After an extended period of impasse, we seem to be finally being thawing the ice a bit. It has been hard (really, really hard) because the person I would normally talk about all this with is my therapist. And yet I haven't been able to talk to him much and the parts I do get out reduce me to wordless tears.

We started to make some headway...and then he was sick.
And then we tried again...and I ran away to Florida for a few days.

I finally went and got a consultation around the whole thing with my old group therapist. I thought maybe rejoining group was what I needed (which is why I called her) but really, I just needed her to listen. She was great - she didn't try to tell me it would ever be the same or that it wasn't my fault or even that it was. She listened and then normalized it all for me - said it is her experience with survivors that we tend to react this way to these kinds of ruptures. And she used this great metaphor - "think about your favorite bowl - the one you love and use all the time. And think about what would happen if you found a crack in the bowl. You might repair it, you might use it differently or you might throw it away and get a new one. But no matter what you choose, the bowl is cracked and changed forever. But only you can decide how to react to that change." And she said I can't use group to avoid dealing with this. She also said that based on all she knew about my therapy relationship, she was confident that the love was strong enough to endure this rupture - on both sides. And then she said, "it is totally OK to love your therapist and be really mad at them. And yet even if you're mad at them, to want them to still love you, anger and all. And I'm sure he still loves you, how could he not?" Which made me cry - a lot.

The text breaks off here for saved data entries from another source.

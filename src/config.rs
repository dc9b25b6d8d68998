// src/config.rs

//! Configuration types for the window limiter

// dependencies
use crate::errors::WindowLimiterError;
use std::time::Duration;

/// Configuration for window limiter behavior
#[derive(Debug, Clone)]
pub struct WindowLimiterConfig {
    pub(crate) capacity: u64,
    pub(crate) window: Duration,
}

impl WindowLimiterConfig {
    /// Create a new configuration with capacity and window settings
    pub fn new(capacity: u64, window: Duration) -> Self {
        Self { capacity, window }
    }

    /// Preset: a single admission per window
    pub fn single(window: Duration) -> Self {
        Self::new(1, window)
    }

    /// Builder-style: set capacity
    pub fn capacity(mut self, capacity: u64) -> Self {
        self.capacity = capacity;
        self
    }

    /// Builder-style: set window duration
    pub fn window(mut self, window: Duration) -> Self {
        self.window = window;
        self
    }

    /// Validate the configuration
    pub fn validate(&self) -> Result<(), WindowLimiterError> {
        if self.capacity < 1 {
            return Err(WindowLimiterError::InvalidCapacity);
        }
        if self.window.is_zero() {
            return Err(WindowLimiterError::InvalidWindow);
        }
        Ok(())
    }
}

But later I thought how cool it was that she wasn't afraid to label it "love" - not just "caring" and all the usual words we put on this relationship.

I also felt relief because I think I knew my therapy relationship couldn't simply go back to the way it was but the consultation helped me think about building a new normal in the relationship with my therapist. The other thing she brought up during the consultation was that perhaps this was an entry into a different, deeper part of the work I needed to do. Maybe it has been such a huge deal because there is fear and upset about showing the less-than-perfect, shadow-side of me and I'm terrified of hurting my therapist. What if there is a sexually-aggressive side to me - one that could potentially turn abusive? (With words, never with deeds.) It is hard not to wonder if telling the stories to him is hurtful or even abusive.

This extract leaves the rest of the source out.